Saturday, July 10, 2010

Novel Compounds Isolated from Bee Pollen

Pollenopyrroside A and B, Novel Pyrrole Ketohexoside Derivatives from Bee-Collected Brassica campestris Pollen
Chem. Pharm. Bull, 58(7) 983—985 (2010)

Bee-collected pollen is a hive product that bees pack pollen grains from the flower into pollen pellets on their hind legs with the help of combs and hairs, to feed their larvae in the early stages of development.

The constituents of pollen are different according to the floral species or cultivars, while flavonols are commonly encountered in the pollen of flowering plants and perform an essential physiological function
in pollen germination and pollen tube growth.
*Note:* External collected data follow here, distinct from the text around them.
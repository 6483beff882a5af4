//! Trend direction over daily series and period-over-period comparison.

use std::collections::BTreeMap;
use std::fmt;

use chrono::NaiveDate;
use gsclens_core::Dataset;
use serde::Serialize;

use crate::aggregate::{global_summary, mean_of, GlobalSummary};

/// Correlation magnitude above which a series counts as trending.
const TREND_THRESHOLD: f64 = 0.3;

/// Days averaged at each end of the series by [`recent_vs_early`].
const EDGE_DAYS: usize = 7;

#[derive(Debug, Clone, Copy, PartialEq, Eq, Serialize)]
#[serde(rename_all = "lowercase")]
pub enum TrendDirection {
    Growing,
    Declining,
    Stable,
}

impl TrendDirection {
    #[must_use]
    pub fn as_str(self) -> &'static str {
        match self {
            TrendDirection::Growing => "growing",
            TrendDirection::Declining => "declining",
            TrendDirection::Stable => "stable",
        }
    }
}

impl fmt::Display for TrendDirection {
    fn fmt(&self, f: &mut fmt::Formatter<'_>) -> fmt::Result {
        f.write_str(self.as_str())
    }
}

/// Outcome of [`daily_trend_direction`].
#[derive(Debug, Clone, Copy, PartialEq, Serialize)]
pub struct TrendReading {
    pub direction: TrendDirection,
    /// Pearson coefficient against the day index; `None` when it is undefined
    /// (fewer than two points or a flat series).
    pub correlation: Option<f64>,
    pub points: usize,
}

impl TrendReading {
    /// True when the series was too short to classify.
    #[must_use]
    pub fn insufficient_data(&self) -> bool {
        self.points < 2
    }
}

/// Sums clicks per date, ascending by date. Undated records are skipped.
#[must_use]
pub fn daily_series(dataset: &Dataset) -> Vec<(NaiveDate, u64)> {
    let mut by_day: BTreeMap<NaiveDate, u64> = BTreeMap::new();
    for record in dataset {
        if let Some(date) = record.date {
            *by_day.entry(date).or_default() += record.clicks;
        }
    }
    by_day.into_iter().collect()
}

/// Pearson correlation of two equal-length samples.
///
/// Returns `None` for mismatched or short inputs and when either side has
/// zero variance.
#[must_use]
#[allow(clippy::cast_precision_loss)]
pub fn pearson(xs: &[f64], ys: &[f64]) -> Option<f64> {
    if xs.len() != ys.len() || xs.len() < 2 {
        return None;
    }
    let n = xs.len() as f64;
    let mean_x = xs.iter().sum::<f64>() / n;
    let mean_y = ys.iter().sum::<f64>() / n;

    let (mut cov, mut var_x, mut var_y) = (0.0, 0.0, 0.0);
    for (x, y) in xs.iter().zip(ys) {
        let dx = x - mean_x;
        let dy = y - mean_y;
        cov += dx * dy;
        var_x += dx * dx;
        var_y += dy * dy;
    }
    if var_x == 0.0 || var_y == 0.0 {
        return None;
    }
    Some(cov / (var_x.sqrt() * var_y.sqrt()))
}

/// Classifies a time-ordered click series as growing, declining or stable.
///
/// The correlation between position in the series and clicks stands in for
/// the slope sign: above `0.3` is growing, below `-0.3` declining. Dates are
/// only used for ordering, so gaps between days are not weighted.
#[must_use]
#[allow(clippy::cast_precision_loss)]
pub fn daily_trend_direction(series: &[(NaiveDate, u64)]) -> TrendReading {
    let index: Vec<f64> = (0..series.len()).map(|i| i as f64).collect();
    let clicks: Vec<f64> = series.iter().map(|(_, c)| *c as f64).collect();
    let correlation = pearson(&index, &clicks);

    let direction = match correlation {
        Some(r) if r > TREND_THRESHOLD => TrendDirection::Growing,
        Some(r) if r < -TREND_THRESHOLD => TrendDirection::Declining,
        _ => TrendDirection::Stable,
    };

    TrendReading {
        direction,
        correlation,
        points: series.len(),
    }
}

/// Metrics compared between two periods.
#[derive(Debug, Clone, Copy, PartialEq, Eq, PartialOrd, Ord, Hash, Serialize)]
#[serde(rename_all = "lowercase")]
pub enum Metric {
    Clicks,
    Impressions,
    Ctr,
    Position,
}

impl Metric {
    pub const ALL: [Metric; 4] = [
        Metric::Clicks,
        Metric::Impressions,
        Metric::Ctr,
        Metric::Position,
    ];

    #[must_use]
    pub fn as_str(self) -> &'static str {
        match self {
            Metric::Clicks => "clicks",
            Metric::Impressions => "impressions",
            Metric::Ctr => "ctr",
            Metric::Position => "position",
        }
    }

    #[allow(clippy::cast_precision_loss)]
    fn value(self, summary: &GlobalSummary) -> f64 {
        match self {
            Metric::Clicks => summary.total_clicks as f64,
            Metric::Impressions => summary.total_impressions as f64,
            Metric::Ctr => summary.avg_ctr,
            Metric::Position => summary.avg_position,
        }
    }
}

impl fmt::Display for Metric {
    fn fmt(&self, f: &mut fmt::Formatter<'_>) -> fmt::Result {
        f.write_str(self.as_str())
    }
}

/// `(current - previous) / previous * 100`, or `None` when `previous` is zero.
#[must_use]
pub fn percent_change(current: f64, previous: f64) -> Option<f64> {
    if previous == 0.0 {
        None
    } else {
        Some((current - previous) / previous * 100.0)
    }
}

/// Period-over-period comparison.
#[derive(Debug, Clone, PartialEq, Serialize)]
pub struct TrendResult {
    /// Sign of the change in total clicks.
    pub direction: TrendDirection,
    pub current: GlobalSummary,
    pub previous: GlobalSummary,
    /// Only metrics with a non-zero previous value appear.
    pub percent_changes: BTreeMap<Metric, f64>,
}

/// Compares two periods' summaries metric by metric.
#[must_use]
pub fn compare_periods(current: &Dataset, previous: &Dataset) -> TrendResult {
    let current = global_summary(current);
    let previous = global_summary(previous);

    let percent_changes = Metric::ALL
        .into_iter()
        .filter_map(|m| percent_change(m.value(&current), m.value(&previous)).map(|p| (m, p)))
        .collect();

    let direction = match current.total_clicks.cmp(&previous.total_clicks) {
        std::cmp::Ordering::Greater => TrendDirection::Growing,
        std::cmp::Ordering::Less => TrendDirection::Declining,
        std::cmp::Ordering::Equal => TrendDirection::Stable,
    };

    TrendResult {
        direction,
        current,
        previous,
        percent_changes,
    }
}

/// Mean daily clicks over the last and first week of a series.
#[derive(Debug, Clone, Copy, PartialEq, Serialize)]
pub struct RecentVsEarly {
    pub recent_avg: f64,
    pub early_avg: f64,
}

impl RecentVsEarly {
    #[must_use]
    pub fn is_growth(&self) -> bool {
        self.recent_avg > self.early_avg
    }
}

/// Compares the mean of the last seven days with the mean of the first seven.
///
/// Series shorter than two weeks overlap. Returns `None` with fewer than two
/// distinct days.
#[must_use]
#[allow(clippy::cast_precision_loss)]
pub fn recent_vs_early(dataset: &Dataset) -> Option<RecentVsEarly> {
    let series = daily_series(dataset);
    if series.len() < 2 {
        return None;
    }
    let take = EDGE_DAYS.min(series.len());
    let early: f64 = series[..take].iter().map(|(_, c)| *c as f64).sum();
    let recent: f64 = series[series.len() - take..]
        .iter()
        .map(|(_, c)| *c as f64)
        .sum();
    Some(RecentVsEarly {
        recent_avg: mean_of(recent, take),
        early_avg: mean_of(early, take),
    })
}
Brassica campestris L., also called rape, belongs to Brassica genus (Crucifer) and is widely grown in south of China as an economic crop. Bee-collected Brassica campestris pollen is often used in China as a healthy food and an herbal medicine in strengthening the body’s resistance against disease. It has
already been found to possess a wide range of biological activities, including antioxidant, antitumor, regulating serum lipids, and treatment of prostatitis.

Up to date, bee-collected Brassica campestris pollen are known as a rich source of protein, polysaccharide, fatty acid and flavonoids. In our study on the active components of bee-collected Brassica campestris pollen, two novel pyrrole ketohexoside derivatives, named pollenopyrroside A (1) and pollenopyrroside B (2), were isolated from it. Their structures were identified on basis of spectroscopic data (UV, IR, MS, NMR and X-ray) and chemical evidence.

Compounds 1 and 2 are two novel pyrrole ketohexoside derivatives with five–six and six–six member dioxaspirocycle, respectively (Fig. 1). Their cytotoxicities were evaluated against A549, Bel7420, BGC-823, HCT-8, and A2780...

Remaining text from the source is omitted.